Few social findings arising from this kind of data analytics ever end up in the public domain. This means that it does very little to help anchor political narrative in any shared reality. With the authority of statistics waning, and nothing stepping into the public sphere to replace it, people can live in whatever imagined community they feel most aligned to and willing to believe in. Where statistics can be used to correct faulty claims about the economy or society or population, in an age of data analytics there are few mechanisms to prevent people from giving way to their instinctive reactions or emotional prejudices. On the contrary, companies such as Cambridge Analytica treat those feelings as things to be tracked.

But even if there were an Office for Data Analytics, acting on behalf of the public and government as the ONS does, it is not clear that it would offer the kind of neutral perspective that liberals today are struggling to defend. The new apparatus of number-crunching is well suited to detecting trends, sensing the mood and spotting things as they bubble up. It serves campaign managers and marketers very well. It is less well suited to making the kinds of unambiguous, objective, potentially consensus-forming claims about society that statisticians and economists are paid for.

In this new technical and political climate, it will fall to the new digital elite to identify the facts, projections and truth amid the rushing stream of data that results. Whether indicators such as GDP and unemployment continue to carry political clout remains to be seen, but if they don’t, it won’t necessarily herald the end of experts, less still the end of truth. The question to be taken more seriously, now that numbers are being constantly generated behind our backs and beyond our knowledge, is where the crisis of statistics leaves representative democracy.

On the one hand, it is worth recognising the capacity of long-standing political institutions to fight back. Just as “sharing economy” platforms such as Uber and Airbnb have recently been thwarted by legal rulings (Uber being compelled to recognise drivers as employees, Airbnb being banned altogether by some municipal authorities), privacy and human rights law represents a potential obstacle to the extension of data analytics. What is less clear is how the benefits of digital analytics might ever be offered to the public, in the way that many statistical data sets are. Bodies such as the Open Data Institute, co-founded by Tim Berners-Lee, campaign to make data publicly available, but have little leverage over the corporations where so much of our data now accumulates. Statistics began life as a tool through which the state could view society, but gradually developed into something that academics, civic reformers and businesses had a stake in. But for many data analytics firms, secrecy surrounding methods and sources of data is a competitive advantage that they will not give up voluntarily.

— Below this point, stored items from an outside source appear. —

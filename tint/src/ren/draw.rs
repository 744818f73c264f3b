use std::ops::Range;

use thiserror::Error;
use tint_gpu::VERTEX_COUNT;

#[derive(Debug, Clone, Copy, PartialEq, Eq, Default)]
pub enum Topology {
    PointList,
    LineList,
    LineStrip,
    #[default]
    TriangleList,
    TriangleStrip,
}

#[derive(Error, Debug, PartialEq, Eq)]
pub enum DrawError {
    #[error("the triangle needs exactly {expected} vertices, got {0}", expected = VERTEX_COUNT)]
    VertexCount(u32),
    #[error("draw call has no instances")]
    NoInstances,
    #[error("topology {0:?} is not supported, only triangle lists are")]
    Topology(Topology),
}

/// A non-indexed draw call with no vertex buffers bound.
#[derive(Debug, Clone, PartialEq, Eq)]
pub struct Draw {
    pub vertices: Range<u32>,
    pub instances: Range<u32>,
    pub topology: Topology,
}

impl Draw {
    pub fn new(vertices: Range<u32>, instances: Range<u32>) -> Self {
        Self { vertices, instances, topology: Topology::default() }
    }

    /// The one draw call the triangle shader expects.
    pub fn triangle() -> Self {
        Self::new(0..VERTEX_COUNT, 0..1)
    }

    pub fn topology(mut self, topology: Topology) -> Self {
        self.topology = topology;
        self
    }

    pub fn validate(&self) -> Result<(), DrawError> {
        if self.topology != Topology::TriangleList {
            return Err(DrawError::Topology(self.topology));
        }
        let count = self.vertices.end.saturating_sub(self.vertices.start);
        if count != VERTEX_COUNT {
            return Err(DrawError::VertexCount(count));
        }
        if self.instances.is_empty() {
            return Err(DrawError::NoInstances);
        }
        Ok(())
    }
}
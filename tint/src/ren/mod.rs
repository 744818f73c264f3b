pub mod draw;
pub mod framebuffer;
pub mod raster;
pub mod settings;
pub mod shader;
mod soft;

use thiserror::Error;

use crate::info::Info;
use draw::{Draw, DrawError};
use framebuffer::Framebuffer;
use settings::Settings;
use shader::Shader;

pub use soft::Renderer as SoftRenderer;

#[derive(Error, Debug)]
pub enum RenderError {
    #[error("invalid draw call: {0}")]
    Draw(#[from] DrawError),
    #[error("failed to write frame: {0}")]
    Image(#[from] image::ImageError),
}

pub trait Renderer {
    fn new(info: &Info, settings: &Settings) -> Self;
    fn clear(&mut self);
    /// Returns the number of fragments shaded.
    fn draw<S: Shader>(&mut self, shader: &S, draw: &Draw) -> Result<u32, RenderError>;
    fn frame(&self) -> &Framebuffer;
}

pub fn new(info: &Info, settings: &Settings) -> SoftRenderer {
    SoftRenderer::new(info, settings)
}
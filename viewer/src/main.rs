use std::{error::Error, path::PathBuf};

use clap::Parser;
use tint::{
    app,
    ren::{
        RenderError,
        framebuffer,
        settings::{Resolution, Settings},
    },
};

/// Renders the triangle once and writes it to an image file.
#[derive(Parser, Debug)]
#[command(version)]
struct Args {
    /// Image to write; the format comes from the extension.
    #[arg(short, long, default_value = "triangle.png", value_parser = parse_output)]
    output: PathBuf,
    /// Frame size as WIDTHxHEIGHT.
    #[arg(short, long, default_value_t = Resolution::default(), value_parser = clap::value_parser!(Resolution))]
    resolution: Resolution,
}

// Rejects paths the frame could not be saved to before anything is rendered.
fn parse_output(value: &str) -> Result<PathBuf, RenderError> {
    let path = PathBuf::from(value);
    framebuffer::output_format(&path)?;
    Ok(path)
}

impl Args {
    fn settings(self) -> Settings {
        Settings::default().output(self.output).resolution(self.resolution)
    }
}

fn main() -> Result<(), Box<dyn Error>> {
    env_logger::init();

    let args = Args::parse();
    app::new(String::from("Viewer")).settings(args.settings()).run()?;
    Ok(())
}
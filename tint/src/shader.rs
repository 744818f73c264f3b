//! SPIR-V modules built from the crates under `shaders/`.

pub const TRIANGLE_SHADER: &[u8] = include_bytes!(env!("triangle.spv"));

pub const VERTEX_ENTRY_POINT: &str = "main_vs";
pub const FRAGMENT_ENTRY_POINT: &str = "main_fs";

#[cfg(test)]
mod tests {
    use super::*;

    #[test]
    fn module_starts_with_spirv_magic() {
        assert!(TRIANGLE_SHADER.len() >= 20);
        assert_eq!(TRIANGLE_SHADER[..4], 0x0723_0203u32.to_le_bytes());
    }
}
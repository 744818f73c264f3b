#![cfg_attr(target_arch = "spirv", no_std)]

pub use spirv_std::glam;

use spirv_std::glam::{Vec2, Vec4};

/// Number of vertices in the one triangle this crate describes.
pub const VERTEX_COUNT: u32 = 3;

/// Everything the vertex stage hands to the rasterizer.
#[cfg_attr(not(target_arch = "spirv"), derive(Debug, PartialEq))]
#[derive(Clone, Copy)]
#[repr(C)]
pub struct VertexOutput {
    pub clip_position: Vec4,
    pub color: Vec4,
}

// Indices past the last vertex fold back onto the triangle.
#[inline]
pub fn wrap_index(index: u32) -> u32 {
    index % VERTEX_COUNT
}

/// Clip-space position of vertex `index`.
///
/// 0 -> (0.5, -0.5), 1 -> (0.0, 0.5), 2 -> (-0.5, -0.5). Geometry is already in
/// normalized device range, so `w` is always 1.
pub fn position(index: u32) -> Vec4 {
    let i = wrap_index(index) as i32;
    let x = (1 - i) as f32 * 0.5;
    let y = ((i & 1) * 2 - 1) as f32 * 0.5;
    Vec4::new(x, y, 0.0, 1.0)
}

/// Flat color of vertex `index`.
pub fn color(index: u32) -> Vec4 {
    match wrap_index(index) {
        0 => Vec4::new(0.9, 0.3, 0.6, 1.0),
        1 => Vec4::new(0.9, 0.9, 0.9, 1.0),
        _ => Vec4::new(0.3, 0.5, 0.9, 1.0),
    }
}

/// Vertex stage.
pub fn vertex(index: u32) -> VertexOutput {
    VertexOutput {
        clip_position: position(index),
        color: color(index),
    }
}

/// Fragment stage. The rasterizer already did the blending.
#[inline]
pub fn fragment(color: Vec4) -> Vec4 {
    color
}

/// Signed area of the triangle `a b c`, positive for counter-clockwise winding.
pub fn signed_area(a: Vec2, b: Vec2, c: Vec2) -> f32 {
    0.5 * (b - a).perp_dot(c - a)
}

#[cfg(not(target_arch = "spirv"))]
pub fn triangle() -> [VertexOutput; VERTEX_COUNT as usize] {
    [vertex(0), vertex(1), vertex(2)]
}

#[cfg(test)]
mod tests {
    use super::*;
    use crate::glam::Vec4Swizzles;

    #[test]
    fn positions_are_fixed() {
        assert_eq!(position(0), Vec4::new(0.5, -0.5, 0.0, 1.0));
        assert_eq!(position(1), Vec4::new(0.0, 0.5, 0.0, 1.0));
        assert_eq!(position(2), Vec4::new(-0.5, -0.5, 0.0, 1.0));
    }

    #[test]
    fn colors_follow_table() {
        assert_eq!(color(0), Vec4::new(0.9, 0.3, 0.6, 1.0));
        assert_eq!(color(1), Vec4::new(0.9, 0.9, 0.9, 1.0));
        assert_eq!(color(2), Vec4::new(0.3, 0.5, 0.9, 1.0));
    }

    #[test]
    fn vertex_bundles_position_and_color() {
        for index in 0..VERTEX_COUNT {
            let output = vertex(index);
            assert_eq!(output.clip_position, position(index));
            assert_eq!(output.color, color(index));
        }
    }

    #[test]
    fn out_of_range_indices_wrap() {
        for index in 0..VERTEX_COUNT {
            assert_eq!(vertex(index + VERTEX_COUNT), vertex(index));
            assert_eq!(vertex(index + 7 * VERTEX_COUNT), vertex(index));
        }
        assert_eq!(vertex(u32::MAX), vertex(u32::MAX % VERTEX_COUNT));
    }

    #[test]
    fn triangle_is_not_degenerate() {
        let [a, b, c] = triangle().map(|v| v.clip_position.xy());
        let area = signed_area(a, b, c);
        assert_eq!(area, 0.5);
        assert_eq!(signed_area(a, c, b), -area);
    }

    #[test]
    fn fragment_is_identity() {
        let inputs = [
            Vec4::ZERO,
            Vec4::ONE,
            Vec4::new(0.7, 0.5666667, 0.8, 1.0),
            Vec4::new(-3.5, 1.0e-38, f32::MAX, f32::MIN_POSITIVE),
        ];
        for input in inputs {
            assert_eq!(fragment(input).to_array().map(f32::to_bits), input.to_array().map(f32::to_bits));
        }
    }

    #[test]
    fn stages_are_pure() {
        assert_eq!(triangle(), triangle());
    }
}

A post-statistical society is a potentially frightening proposition, not because it would lack any forms of truth or expertise altogether, but because it would drastically privatise them. Statistics are one of many pillars of liberalism, indeed of Enlightenment. The experts who produce and use them have become painted as arrogant and oblivious to the emotional and local dimensions of politics. No doubt there are ways in which data collection could be adapted to reflect lived experiences better. But the battle that will need to be waged in the long term is not between an elite-led politics of facts versus a populist politics of feeling. It is between those still committed to public knowledge and public argument and those who profit from the ongoing disintegration of those things.